I've been having a lot of epiphanies lately. My brain just seems to be working over time. Processing processing. I know what I really needed to do today was go for a walk because that always helps me think. Puts things in perspective. But I didn't. All this thinking just made me exhausted and so...I slept. Twice! Two separate naps. I felt guilty for a while but then I thought I really must have needed it because it took all of 3 seconds for me to fall asleep when I DID lay down. Anyway.........
I would have to say that this whole thought process started a while ago with my post about not fitting in. It got me to thinking about "friends" and what that really means to me. Past AND present! what KINDS of friends we all have.What LEVEL of friendship is reached with each person. Why we are attracted to certain friends and can't seem to shake others. Why do we feel secure enough with some of our friends to 'fight' or 'argue' knowing full well that it will NOT break th friendship.When you don't like someone; is it because they possess a quality that you recognize in yourself? When someone doesn't like you; do you take it to heart? Does it depend on who that someone is? As you can see......I was overloaded. I was quite surprised to hear some feedback about my post on "not fitting in". It was shocking to me how many felt the same way.
I went to Vancouver this weekend and was faced with 3 different levels; or 3 different KINDS of friends. This got me thinking even more. Then out of no where; we were crossing a bridge and big bold letters I saw a sign. it said "EVERYTHING IS GOING TO BE ALRIGHT"! Ok ok! I know it sounds hokey. I thought it was too. But the universe works in mysterious ways. If you are open to it, the answers will come. Since that moment I feel the answers have been coming in floods!
With age comes wisdom. Not that older people are smarter but you have had a lot of time to process things and deal with things. (only if you are open to it). I was molested as a child more than once. I won't go into details but I have figured out that those events; (along with many others) have changed the way I relate to people.Therefore how I make friends, who I make friends with, how I treat those friends and how I value those friendships, WERE all based on how I felt about myself. Now having said that..... I made a lot of bad decisions in the friend department. I wanted things from people. I wanted them to provide something that was missing at the time. Sadly enough, I never knew that that something was just TRUE friendship. Someone to be there through thick and thin no matter what. That's a lot to ask of a 6 year old but I demanded it. lol Truly! Each friend I met as a NEW person was the one I wanted to be my BEST FRIEND FOREVER! I even asked a girl in Grade 9 (the first day we met) if we could be best friends. Hello! Loser! We did become best friends but.....only because I asked her and we were 13 so what else are you going to do? We are NOT friends today. Obviously just asking is not a good basis for a lasting relationship! hahahahaha
Having 3 "kinds" of friends with me at the same time ~ knowing them for different lengths of time ~ in different ways really made me take a look at ME! I evaluated my friendships on PAST friendships. I evaluated on past ideas I had of myself. I had to break that cycle. I find myself in a town that I love (admittedly) and feeling very alone. It's not the town's fault. It's mine.

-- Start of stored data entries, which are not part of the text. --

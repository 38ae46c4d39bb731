//! Persisted roster of privileged (admin) person ids.
//!
//! Stored as one person id per line; blank lines are ignored on read.

use crate::gallery::GallerySnapshot;
use std::fs::OpenOptions;
use std::io::Write;
use std::path::{Path, PathBuf};
use thiserror::Error;

#[derive(Error, Debug)]
pub enum RosterError {
    #[error("{0} is not enrolled")]
    NotEnrolled(String),
    #[error("roster i/o on {path}: {source}")]
    Io {
        path: PathBuf,
        source: std::io::Error,
    },
}

#[derive(Debug, Clone)]
pub struct RosterStore {
    path: PathBuf,
}

impl RosterStore {
    pub fn new(path: impl Into<PathBuf>) -> Self {
        Self { path: path.into() }
    }

    pub fn path(&self) -> &Path {
        &self.path
    }

    /// Fresh snapshot of the roster, in file order, without duplicates.
    /// A missing file is an empty roster.
    pub fn list(&self) -> Result<Vec<String>, RosterError> {
        let mut ids: Vec<String> = Vec::new();
        for line in self.read_raw()?.lines() {
            let id = line.trim();
            if !id.is_empty() && !ids.iter().any(|existing| existing == id) {
                ids.push(id.to_string());
            }
        }
        Ok(ids)
    }

    /// Grant `person_id` elevated access.
    ///
    /// The person must be enrolled in `gallery`. Returns `Ok(false)` without
    /// touching the file if they are already listed.
    pub fn add(&self, person_id: &str, gallery: &GallerySnapshot) -> Result<bool, RosterError> {
        let person_id = person_id.trim();
        if !gallery.is_enrolled(person_id) {
            return Err(RosterError::NotEnrolled(person_id.to_string()));
        }

        let raw = self.read_raw()?;
        if raw.lines().any(|line| line.trim() == person_id) {
            return Ok(false);
        }

        let mut line = String::new();
        if !raw.is_empty() && !raw.ends_with('\n') {
            line.push('\n');
        }
        line.push_str(person_id);
        line.push('\n');

        let mut file = OpenOptions::new()
            .create(true)
            .append(true)
            .open(&self.path)
            .map_err(|e| self.io_err(e))?;
        file.write_all(line.as_bytes()).map_err(|e| self.io_err(e))?;

        tracing::info!(person = person_id, "added to roster");
        Ok(true)
    }

    /// Revoke the first occurrence of `person_id`. Absent ids are a no-op (`Ok(false)`).
    pub fn remove(&self, person_id: &str) -> Result<bool, RosterError> {
        let person_id = person_id.trim();
        let raw = self.read_raw()?;
        let lines: Vec<&str> = raw.lines().collect();
        let Some(idx) = lines.iter().position(|line| line.trim() == person_id) else {
            return Ok(false);
        };

        let mut contents = String::with_capacity(raw.len());
        for (i, line) in lines.iter().enumerate() {
            if i != idx {
                contents.push_str(line);
                contents.push('\n');
            }
        }

        // Write-then-rename so a failed write never truncates the roster.
        let tmp = self.path.with_extension("tmp");
        std::fs::write(&tmp, contents).map_err(|e| self.io_err(e))?;
        std::fs::rename(&tmp, &self.path).map_err(|e| self.io_err(e))?;

        tracing::info!(person = person_id, "removed from roster");
        Ok(true)
    }

    fn read_raw(&self) -> Result<String, RosterError> {
        match std::fs::read_to_string(&self.path) {
            Ok(raw) => Ok(raw),
            Err(e) if e.kind() == std::io::ErrorKind::NotFound => Ok(String::new()),
            Err(e) => Err(self.io_err(e)),
        }
    }

    fn io_err(&self, source: std::io::Error) -> RosterError {
        RosterError::Io {
            path: self.path.clone(),
            source,
        }
    }
}

#[cfg(test)]
mod tests {
    use super::*;
    use crate::gallery::Gallery;
    use crate::types::{Embedding, GalleryEntry};

    fn gallery(persons: &[&str]) -> GallerySnapshot {
        Gallery::from_entries(persons.iter().map(|p| GalleryEntry {
            person_id: p.to_string(),
            embedding: Embedding::new(vec![0.0, 1.0]),
        }))
        .unwrap()
        .snapshot()
    }

    fn store() -> (tempfile::TempDir, RosterStore) {
        let dir = tempfile::tempdir().unwrap();
        let store = RosterStore::new(dir.path().join("admins.txt"));
        (dir, store)
    }

    #[test]
    fn test_add_twice_lists_once() {
        let (_dir, store) = store();
        let g = gallery(&["bob"]);
        assert!(store.add("bob", &g).unwrap());
        assert!(!store.add("bob", &g).unwrap());
        assert_eq!(store.list().unwrap(), vec!["bob"]);
        assert_eq!(std::fs::read_to_string(store.path()).unwrap(), "bob\n");
    }

    #[test]
    fn test_remove_then_absent() {
        let (_dir, store) = store();
        let g = gallery(&["bob", "alice"]);
        store.add("alice", &g).unwrap();
        store.add("bob", &g).unwrap();
        assert!(store.remove("bob").unwrap());
        assert_eq!(store.list().unwrap(), vec!["alice"]);
    }

    #[test]
    fn test_remove_never_added_is_noop() {
        let (_dir, store) = store();
        let g = gallery(&["alice"]);
        store.add("alice", &g).unwrap();
        assert!(!store.remove("carol").unwrap());
        assert_eq!(store.list().unwrap(), vec!["alice"]);
    }

    #[test]
    fn test_remove_on_missing_file_is_noop() {
        let (_dir, store) = store();
        assert!(!store.remove("carol").unwrap());
        assert!(!store.path().exists());
    }

    #[test]
    fn test_add_rejects_unenrolled() {
        let (_dir, store) = store();
        let err = store.add("mallory", &gallery(&["alice"])).unwrap_err();
        assert!(matches!(err, RosterError::NotEnrolled(ref id) if id == "mallory"));
        assert!(store.list().unwrap().is_empty());
    }

    #[test]
    fn test_list_ignores_blank_lines_and_whitespace() {
        let (_dir, store) = store();
        std::fs::write(store.path(), "\n  admin1 \n\nadmin2\n").unwrap();
        assert_eq!(store.list().unwrap(), vec!["admin1", "admin2"]);
    }

    #[test]
    fn test_remove_only_first_occurrence() {
        let (_dir, store) = store();
        std::fs::write(store.path(), "admin1\nbob\nadmin1\n").unwrap();
        assert!(store.remove("admin1").unwrap());
        assert_eq!(std::fs::read_to_string(store.path()).unwrap(), "bob\nadmin1\n");
    }

    #[test]
    fn test_add_after_unterminated_line() {
        let (_dir, store) = store();
        std::fs::write(store.path(), "admin1").unwrap();
        store.add("bob", &gallery(&["bob"])).unwrap();
        assert_eq!(store.list().unwrap(), vec!["admin1", "bob"]);
    }
}
//! V4L2 camera capture via the `v4l` crate.

use crate::frame::{self, Frame};
use image::GrayImage;
use rollcall_core::FrameSource;
use std::path::Path;
use thiserror::Error;
use v4l::buffer::Type as BufType;
use v4l::io::traits::CaptureStream;
use v4l::prelude::*;
use v4l::video::Capture;
use v4l::FourCC;

const REQUEST_WIDTH: u32 = 640;
const REQUEST_HEIGHT: u32 = 480;
const STREAM_BUFFERS: u32 = 4;
const DARK_THRESHOLD: f32 = 0.95;
/// Dark frames skipped per pull before the last one is handed out anyway.
const MAX_DARK_SKIPS: usize = 3;
const EBUSY: i32 = 16;

#[derive(Error, Debug)]
pub enum CameraError {
    #[error("device not found: {0}")]
    DeviceNotFound(String),
    #[error("capture failed: {0}")]
    CaptureFailed(String),
    #[error("device busy")]
    DeviceBusy,
    #[error("format negotiation failed: {0}")]
    FormatNegotiationFailed(String),
    #[error("streaming not supported")]
    StreamingNotSupported,
}

/// Info about a discovered V4L2 device.
#[derive(Debug, Clone)]
pub struct DeviceInfo {
    pub path: String,
    pub name: String,
    pub driver: String,
    pub bus: String,
}

/// Pixel layouts the camera may hand back.
#[derive(Debug, Clone, Copy, PartialEq, Eq)]
pub enum PixelFormat {
    /// YUYV 4:2:2 packed; only the Y samples are kept.
    Yuyv,
    /// 8-bit luminance, common on IR sensors.
    Grey,
    /// 16-bit little-endian luminance.
    Y16,
}

impl PixelFormat {
    /// Formats requested from the driver, most preferred first.
    const PREFERRED: [&'static [u8; 4]; 2] = [b"YUYV", b"GREY"];

    fn from_fourcc(fourcc: FourCC) -> Option<Self> {
        match &fourcc.repr {
            b"YUYV" => Some(Self::Yuyv),
            b"GREY" => Some(Self::Grey),
            b"Y16 " | b"Y16\0" => Some(Self::Y16),
            _ => None,
        }
    }

    /// Reduce a raw driver buffer to one luminance byte per pixel.
    fn to_gray(self, buf: &[u8], width: u32, height: u32) -> Result<Vec<u8>, CameraError> {
        let converted = match self {
            Self::Grey => {
                let pixels = (width * height) as usize;
                buf.get(..pixels).map(<[u8]>::to_vec).ok_or_else(|| {
                    format!("GREY buffer holds {} bytes, frame needs {pixels}", buf.len())
                })
            }
            Self::Y16 => frame::y16_to_grayscale(buf, width, height).map_err(|e| e.to_string()),
            Self::Yuyv => frame::yuyv_to_grayscale(buf, width, height).map_err(|e| e.to_string()),
        };
        converted.map_err(|reason| CameraError::CaptureFailed(format!("{self:?}: {reason}")))
    }
}

/// An opened V4L2 capture device. The mmap stream is created on the first
/// pull and dropped on release, so an idle camera holds no buffers.
pub struct Camera {
    device: Device,
    stream: Option<MmapStream<'static>>,
    pub width: u32,
    pub height: u32,
    pub device_path: String,
    pub fourcc: FourCC,
    pixel_format: PixelFormat,
}

impl Camera {
    /// Open `device_path` (e.g. "/dev/video0") and negotiate a grayscale-convertible format.
    pub fn open(device_path: &str) -> Result<Self, CameraError> {
        if !Path::new(device_path).exists() {
            return Err(CameraError::DeviceNotFound(device_path.to_string()));
        }

        let device = Device::with_path(device_path).map_err(|e| match e.raw_os_error() {
            Some(EBUSY) => CameraError::DeviceBusy,
            _ => CameraError::DeviceNotFound(format!("{device_path}: {e}")),
        })?;

        let caps = device
            .query_caps()
            .map_err(|e| CameraError::CaptureFailed(format!("querying capabilities: {e}")))?;
        if !caps.capabilities.contains(v4l::capability::Flags::VIDEO_CAPTURE) {
            return Err(CameraError::StreamingNotSupported);
        }

        let (format, pixel_format) = negotiate(&device)?;
        tracing::info!(
            device = device_path,
            card = %caps.card,
            width = format.width,
            height = format.height,
            format = ?pixel_format,
            "camera opened"
        );

        Ok(Self {
            device,
            stream: None,
            width: format.width,
            height: format.height,
            device_path: device_path.to_string(),
            fourcc: format.fourcc,
            pixel_format,
        })
    }

    /// Dequeue one buffer and convert it to grayscale.
    pub fn capture_frame(&mut self) -> Result<Frame, CameraError> {
        let stream = match &mut self.stream {
            Some(stream) => stream,
            slot => slot.insert(
                MmapStream::with_buffers(&self.device, BufType::VideoCapture, STREAM_BUFFERS)
                    .map_err(|e| CameraError::CaptureFailed(format!("starting stream: {e}")))?,
            ),
        };

        let (buf, meta) = stream
            .next()
            .map_err(|e| CameraError::CaptureFailed(format!("dequeue: {e}")))?;
        let data = self.pixel_format.to_gray(buf, self.width, self.height)?;

        Ok(Frame {
            is_dark: frame::is_dark_frame(&data, DARK_THRESHOLD),
            data,
            width: self.width,
            height: self.height,
            sequence: meta.sequence,
        })
    }

    /// Discard `count` frames while auto-exposure settles. Failures end the warm-up early.
    pub fn warm_up(&mut self, count: usize) {
        tracing::debug!(count, device = %self.device_path, "warming up camera");
        for n in 0..count {
            if let Err(err) = self.capture_frame() {
                tracing::warn!(error = %err, frame = n, "warm-up capture failed");
                return;
            }
        }
    }

    /// Every V4L2 node that advertises video capture.
    pub fn list_devices() -> Vec<DeviceInfo> {
        v4l::context::enum_devices()
            .into_iter()
            .filter_map(|node| {
                let path = node.path().to_string_lossy().into_owned();
                let caps = Device::with_path(node.path()).ok()?.query_caps().ok()?;
                caps.capabilities
                    .contains(v4l::capability::Flags::VIDEO_CAPTURE)
                    .then(|| DeviceInfo {
                        path,
                        name: caps.card,
                        driver: caps.driver,
                        bus: caps.bus,
                    })
            })
            .collect()
    }
}

/// Ask for each preferred format at the default resolution and keep the first
/// one the driver answers with something convertible.
fn negotiate(device: &Device) -> Result<(v4l::format::Format, PixelFormat), CameraError> {
    let mut last = None;
    for fourcc in PixelFormat::PREFERRED {
        let mut wanted = device
            .format()
            .map_err(|e| CameraError::FormatNegotiationFailed(format!("reading format: {e}")))?;
        wanted.width = REQUEST_WIDTH;
        wanted.height = REQUEST_HEIGHT;
        wanted.fourcc = FourCC::new(fourcc);

        let got = device
            .set_format(&wanted)
            .map_err(|e| CameraError::FormatNegotiationFailed(format!("setting format: {e}")))?;
        if let Some(pixel_format) = PixelFormat::from_fourcc(got.fourcc) {
            return Ok((got, pixel_format));
        }
        tracing::debug!(requested = ?wanted.fourcc, got = ?got.fourcc, "format refused");
        last = Some(got.fourcc);
    }
    Err(CameraError::FormatNegotiationFailed(format!(
        "driver offers {last:?}; need YUYV, GREY or Y16"
    )))
}

impl FrameSource for Camera {
    type Error = CameraError;

    fn next_frame(&mut self) -> Result<Option<GrayImage>, CameraError> {
        let mut frame = self.capture_frame()?;
        let mut skipped = 0;
        while frame.is_dark && skipped < MAX_DARK_SKIPS {
            tracing::debug!(seq = frame.sequence, "skipping dark frame");
            frame = self.capture_frame()?;
            skipped += 1;
        }
        frame
            .into_image()
            .map(Some)
            .ok_or_else(|| CameraError::CaptureFailed("frame size does not match format".into()))
    }

    fn release(&mut self) {
        if self.stream.take().is_some() {
            tracing::debug!(device = %self.device_path, "camera stream released");
        }
    }
}
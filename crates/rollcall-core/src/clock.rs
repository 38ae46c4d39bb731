use chrono::NaiveDateTime;
use std::time::Instant;

/// Time source for deadlines and attendance timestamps.
pub trait Clock: Send + Sync {
    /// Monotonic time, used for session deadlines.
    fn now(&self) -> Instant;
    /// Local wall-clock time, used for attendance records.
    fn local_now(&self) -> NaiveDateTime;
}

/// The real clock.
#[derive(Debug, Default, Clone, Copy)]
pub struct SystemClock;

impl Clock for SystemClock {
    fn now(&self) -> Instant {
        Instant::now()
    }

    fn local_now(&self) -> NaiveDateTime {
        chrono::Local::now().naive_local()
    }
}

#[cfg(test)]
pub(crate) mod testing {
    use super::*;
    use std::sync::Mutex;
    use std::time::Duration;

    /// Clock that only moves when told to.
    pub struct ManualClock {
        start: Instant,
        state: Mutex<(Duration, NaiveDateTime)>,
    }

    impl ManualClock {
        pub fn new(wall: NaiveDateTime) -> Self {
            Self {
                start: Instant::now(),
                state: Mutex::new((Duration::ZERO, wall)),
            }
        }

        pub fn at(date: &str) -> Self {
            let wall = NaiveDateTime::parse_from_str(date, "%Y-%m-%d %H:%M:%S").unwrap();
            Self::new(wall)
        }

        pub fn advance(&self, by: Duration) {
            let mut state = self.state.lock().unwrap();
            state.0 += by;
            state.1 += chrono::Duration::from_std(by).unwrap();
        }
    }

    impl Clock for ManualClock {
        fn now(&self) -> Instant {
            self.start + self.state.lock().unwrap().0
        }

        fn local_now(&self) -> NaiveDateTime {
            self.state.lock().unwrap().1
        }
    }
}
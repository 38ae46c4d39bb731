//! Nearest-neighbour classification of a probe against a gallery.

use crate::types::{Embedding, GalleryEntry, MatchResult};

/// Strategy for comparing a probe embedding against a gallery of enrolled faces.
pub trait Matcher {
    fn classify(&self, probe: &Embedding, gallery: &[GalleryEntry], tolerance: f32) -> MatchResult;
}

/// Exact linear-scan matcher on Euclidean distance.
///
/// Every gallery entry is visited. The nearest entry decides acceptance, so a
/// person enrolled with several poses is matched by the closest pose only.
/// On equal distances the earlier entry wins. `best_distance: None` is
/// reserved for an empty gallery; if every distance is NaN (a probe or entry
/// holding NaN), the result is `Unknown` with a NaN best distance.
pub struct EuclideanMatcher;

impl Matcher for EuclideanMatcher {
    fn classify(&self, probe: &Embedding, gallery: &[GalleryEntry], tolerance: f32) -> MatchResult {
        let mut best: Option<(usize, f32)> = None;

        for (i, entry) in gallery.iter().enumerate() {
            let distance = probe.euclidean_distance(&entry.embedding);
            // Strict comparison keeps the first index on ties; NaN never wins.
            let closer = match best {
                None => !distance.is_nan(),
                Some((_, best_distance)) => distance < best_distance,
            };
            if closer {
                best = Some((i, distance));
            }
        }

        match best {
            Some((idx, distance)) if distance <= tolerance => MatchResult::Identified {
                person_id: gallery[idx].person_id.clone(),
                distance,
            },
            Some((_, distance)) => MatchResult::Unknown {
                best_distance: Some(distance),
            },
            None if gallery.is_empty() => MatchResult::Unknown {
                best_distance: None,
            },
            None => MatchResult::Unknown {
                best_distance: Some(f32::NAN),
            },
        }
    }
}

/// Classify `probe` with the default [`EuclideanMatcher`].
pub fn classify(probe: &Embedding, gallery: &[GalleryEntry], tolerance: f32) -> MatchResult {
    EuclideanMatcher.classify(probe, gallery, tolerance)
}

#[cfg(test)]
mod tests {
    use super::*;
    use rstest::rstest;

    fn entry(person_id: &str, values: Vec<f32>) -> GalleryEntry {
        GalleryEntry {
            person_id: person_id.into(),
            embedding: Embedding::new(values),
        }
    }

    #[rstest]
    #[case(0.0)]
    #[case(0.5)]
    #[case(10.0)]
    fn test_empty_gallery_is_unknown_without_distance(#[case] tolerance: f32) {
        let probe = Embedding::new(vec![0.3, 0.4]);
        assert_eq!(
            classify(&probe, &[], tolerance),
            MatchResult::Unknown { best_distance: None }
        );
    }

    #[rstest]
    #[case(0.0)]
    #[case(0.5)]
    #[case(1.0)]
    fn test_exact_probe_identified_at_zero_distance(#[case] tolerance: f32) {
        let gallery = vec![entry("B", vec![1.0, 1.0]), entry("A", vec![0.2, 0.7])];
        let probe = Embedding::new(vec![0.2, 0.7]);
        assert_eq!(
            classify(&probe, &gallery, tolerance),
            MatchResult::Identified { person_id: "A".into(), distance: 0.0 }
        );
    }

    #[test]
    fn test_nearest_beyond_tolerance_reports_distance() {
        let gallery = vec![entry("A", vec![0.0, 0.0]), entry("B", vec![3.0, 4.0])];
        let probe = Embedding::new(vec![0.0, 1.0]);
        match classify(&probe, &gallery, 0.5) {
            MatchResult::Unknown { best_distance: Some(d) } => assert!((d - 1.0).abs() < 1e-6),
            other => panic!("expected Unknown with distance, got {other:?}"),
        }
    }

    #[test]
    fn test_closer_person_wins() {
        // probe is 0.6 from A and 0.3 from B
        let gallery = vec![entry("A", vec![0.6, 0.0]), entry("B", vec![0.0, 0.3])];
        let probe = Embedding::new(vec![0.0, 0.0]);
        match classify(&probe, &gallery, 0.5) {
            MatchResult::Identified { person_id, distance } => {
                assert_eq!(person_id, "B");
                assert!((distance - 0.3).abs() < 1e-6);
            }
            other => panic!("expected B, got {other:?}"),
        }
    }

    #[test]
    fn test_tie_keeps_first_inserted() {
        let gallery = vec![entry("first", vec![1.0, 0.0]), entry("second", vec![-1.0, 0.0])];
        let probe = Embedding::new(vec![0.0, 0.0]);
        assert_eq!(classify(&probe, &gallery, 2.0).person_id(), Some("first"));
    }

    #[test]
    fn test_multi_pose_nearest_pose_decides() {
        // A has two poses; one far, one near. B sits in between. Nearest entry is A's
        // second pose even though B is closer than A's first pose.
        let gallery = vec![
            entry("A", vec![5.0, 0.0]),
            entry("B", vec![0.4, 0.0]),
            entry("A", vec![0.1, 0.0]),
        ];
        let probe = Embedding::new(vec![0.0, 0.0]);
        assert_eq!(classify(&probe, &gallery, 0.5).person_id(), Some("A"));
    }

    #[test]
    fn test_distance_equal_to_tolerance_accepted() {
        let gallery = vec![entry("A", vec![0.5])];
        let probe = Embedding::new(vec![0.0]);
        assert!(classify(&probe, &gallery, 0.5).is_identified());
    }

    #[test]
    fn test_nan_distance_ignored() {
        let gallery = vec![entry("broken", vec![f32::NAN]), entry("ok", vec![0.1])];
        let probe = Embedding::new(vec![0.0]);
        assert_eq!(classify(&probe, &gallery, 0.5).person_id(), Some("ok"));
    }

    #[test]
    fn test_all_nan_gallery_is_not_reported_as_empty() {
        let gallery = vec![entry("broken", vec![f32::NAN])];
        let probe = Embedding::new(vec![0.0]);
        match classify(&probe, &gallery, 0.5) {
            MatchResult::Unknown { best_distance: Some(d) } => assert!(d.is_nan()),
            other => panic!("expected unknown with NaN distance, got {other:?}"),
        }
    }
}
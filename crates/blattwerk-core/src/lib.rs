// SPDX-License-Identifier: PMPL-1.0-or-later
// Copyright (c) 2026 Jonathan D.A. Jewell (hyperpolymath) <jonathan.jewell@open.ac.uk>
//
// Blattwerk — Core types and error definitions shared across all crates.

pub mod error;
pub mod types;

pub use error::BlattwerkError;
pub use types::*;
// SPDX-License-Identifier: PMPL-1.0-or-later
// Copyright (c) 2026 Jonathan D.A. Jewell (hyperpolymath) <jonathan.jewell@open.ac.uk>
//
// PDF synthesis and assembly: rendering of new TOC pages and surgery on
// the original document.

pub mod assemble;
pub mod render;

use blattwerk_core::error::{BlattwerkError, Result};
use lopdf::Document;

/// Load a document from raw bytes already in memory.
pub fn load_document(bytes: &[u8]) -> Result<Document> {
    Document::load_mem(bytes)
        .map_err(|err| BlattwerkError::PdfError(format!("failed to load document: {err}")))
}
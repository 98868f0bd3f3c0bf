// SPDX-License-Identifier: PMPL-1.0-or-later
// Copyright (c) 2026 Jonathan D.A. Jewell (hyperpolymath) <jonathan.jewell@open.ac.uk>
//
// TOC page rendering — turns a pagination plan into PDF pages using
// `printpdf` 0.8.
//
// printpdf 0.8 uses a data-oriented API: pages are `Vec<Op>` operation
// lists serialised via `PdfDocument::save()`.  Plan coordinates are
// top-down; PDF text cursors are bottom-up, so every y is flipped against
// the page height here.

use blattwerk_core::error::Result;
use blattwerk_core::types::{BaselineFamily, FontHandle};
use printpdf::{
    BuiltinFont, FontId, Mm, Op, ParsedFont, PdfDocument, PdfPage, PdfSaveOptions, PdfWarnMsg,
    Point, Pt, TextItem,
};
use tracing::{debug, instrument, warn};

use crate::layout::{LABEL_CHAR_FACTOR, NUMBER_GUTTER, PaginationPlan, TITLE_LEADING};

/// Font actually used for page ops: a built-in family or a parsed embedded
/// payload registered with the document.
enum PageFont {
    Builtin(BuiltinFont),
    Custom(FontId),
}

/// Render every synthesized TOC page to a standalone PDF.
///
/// The returned bytes are an intermediate document; the assembler clones
/// its pages into the original.  An embedded font payload that fails to
/// parse degrades to the builtin font; font trouble never aborts a run.
#[instrument(skip_all, fields(pages = plan.toc_page_count, entries = plan.entries.len()))]
pub fn render_toc_pages(plan: &PaginationPlan, font: &FontHandle) -> Result<Vec<u8>> {
    let geometry = plan.geometry;
    let mut doc = PdfDocument::new(&plan.title);
    let mut warnings: Vec<PdfWarnMsg> = Vec::new();

    let page_font = match font {
        FontHandle::Embedded(bytes) => match ParsedFont::from_bytes(bytes, 0, &mut warnings) {
            Some(parsed) => PageFont::Custom(doc.add_font(&parsed)),
            None => {
                warn!(
                    payload_bytes = bytes.len(),
                    "embedded font payload failed to parse; using builtin font"
                );
                PageFont::Builtin(BuiltinFont::Helvetica)
            }
        },
        FontHandle::Builtin(family) => PageFont::Builtin(builtin_font(*family)),
    };

    let page_w: Mm = Pt(geometry.width).into();
    let page_h: Mm = Pt(geometry.height).into();
    let title_size = plan.font_size + TITLE_LEADING;

    let mut pages: Vec<PdfPage> = Vec::with_capacity(plan.toc_page_count);
    for page_index in 0..plan.toc_page_count {
        let mut ops: Vec<Op> = Vec::new();

        // The title block is only reserved (and drawn) on the first page.
        if page_index == 0 {
            push_text(
                &mut ops,
                &page_font,
                title_size,
                geometry.margin,
                geometry.height - geometry.margin - title_size,
                &plan.title,
            );
        }

        for placed in plan
            .entries
            .iter()
            .filter(|p| p.synthesized_page_index == page_index)
        {
            // Baseline one em below the line slot's top edge.
            let baseline = geometry.height - placed.rect.y1 - plan.font_size;

            push_text(
                &mut ops,
                &page_font,
                plan.font_size,
                placed.rect.x1,
                baseline,
                &placed.entry.title,
            );

            // Right-anchored page-number label inside the right margin.
            let label = placed.adjusted_target_page.to_string();
            let label_width = label.chars().count() as f32 * plan.font_size * LABEL_CHAR_FACTOR;
            let label_x = geometry.width - geometry.margin - NUMBER_GUTTER - label_width;
            push_text(
                &mut ops,
                &page_font,
                plan.font_size,
                label_x,
                baseline,
                &label,
            );
        }

        pages.push(PdfPage::new(page_w, page_h, ops));
    }

    doc.with_pages(pages);
    let bytes = doc.save(&PdfSaveOptions::default(), &mut warnings);

    debug!(bytes = bytes.len(), "TOC pages rendered");
    Ok(bytes)
}

/// Map a baseline family onto printpdf's builtin fonts.
fn builtin_font(family: BaselineFamily) -> BuiltinFont {
    match family {
        BaselineFamily::Helvetica => BuiltinFont::Helvetica,
        BaselineFamily::TimesRoman => BuiltinFont::TimesRoman,
        BaselineFamily::Courier => BuiltinFont::Courier,
    }
}

/// Emit one positioned text run.
fn push_text(ops: &mut Vec<Op>, font: &PageFont, size: f32, x: f32, y: f32, text: &str) {
    ops.push(Op::StartTextSection);
    ops.push(Op::SetTextCursor {
        pos: Point { x: Pt(x), y: Pt(y) },
    });
    match font {
        PageFont::Builtin(builtin) => {
            ops.push(Op::SetFontSizeBuiltinFont {
                size: Pt(size),
                font: *builtin,
            });
            ops.push(Op::WriteTextBuiltinFont {
                items: vec![TextItem::Text(text.to_string())],
                font: *builtin,
            });
        }
        PageFont::Custom(id) => {
            ops.push(Op::SetFontSize {
                size: Pt(size),
                font: id.clone(),
            });
            ops.push(Op::WriteText {
                items: vec![TextItem::Text(text.to_string())],
                font: id.clone(),
            });
        }
    }
    ops.push(Op::EndTextSection);
}

#[cfg(test)]
mod tests {
    use super::*;
    use crate::layout::plan;
    use blattwerk_core::types::{OutlineEntry, PageGeometry};
    use std::sync::Arc;

    fn sample_plan(entries: usize) -> PaginationPlan {
        let outline: Vec<_> = (1..=entries as u32)
            .map(|i| OutlineEntry {
                level: 1,
                title: format!("Entry {i}"),
                target_page: i,
            })
            .collect();
        plan(&outline, PageGeometry::a4(), 12.0, "Contents")
    }

    #[test]
    fn renders_expected_page_count() {
        let plan = sample_plan(2);
        let font = FontHandle::Builtin(BaselineFamily::Helvetica);
        let bytes = render_toc_pages(&plan, &font).expect("render");

        assert!(bytes.starts_with(b"%PDF"));
        let doc = lopdf::Document::load_mem(&bytes).expect("reload");
        assert_eq!(doc.get_pages().len(), plan.toc_page_count);
    }

    #[test]
    fn multi_page_plans_render_every_page() {
        let plan = sample_plan(100);
        assert!(plan.toc_page_count > 1);
        let font = FontHandle::Builtin(BaselineFamily::TimesRoman);
        let bytes = render_toc_pages(&plan, &font).expect("render");
        let doc = lopdf::Document::load_mem(&bytes).expect("reload");
        assert_eq!(doc.get_pages().len(), plan.toc_page_count);
    }

    #[test]
    fn garbage_embedded_payload_degrades_to_builtin() {
        let plan = sample_plan(1);
        let font = FontHandle::Embedded(Arc::new(vec![0u8; 32]));
        let bytes = render_toc_pages(&plan, &font).expect("render despite bad payload");
        assert!(bytes.starts_with(b"%PDF"));
    }
}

I was popular in school. I've been demanding that ever since! Life doesn't work that way.I wanted to be so important in EVERYONE'S life that I didn't realize what's really important is to be really important to a few! I became friends with a few people , but ditched them because it was obvious they already had a CROWD that they hung with.There's no room for me! What kind of crazy thinking is that? I've been hurt by friends because I elevated the expectations without telling them. I've woken up people. I'm changing my ways. Friendships come in all shapes and sizes. I am open to them all. I don't need to be everyone's BEST friend. I don't need them to be mine. I have close friends that may not be close in proximity but they are there none~the~less.
The most wonderful thing about this whole process and these realizations, is that so many doors are now opening. I feel free! I feel like I can just BE! I don't have to be ON all the time. If you don't like me; I don't care! I know who I am and I LIKE who I am. I feel empowered to try new things. I feel like I have a voice that I have been hiding for fear of judgement .(literally and figuratively) lol I can't relate to you what a great feeling this is. If only it hadn't taken me so long. This is the kind of empowerment I wish on every woman!
I wasn't sure if I was going to be able to get my point across without using more examples and then have some people think that I was referring to them. I guess all that thinking helped with the delivery. Sorry for the lack of controversy! lol
My life is turning around and I feel alive. I'm truly happy!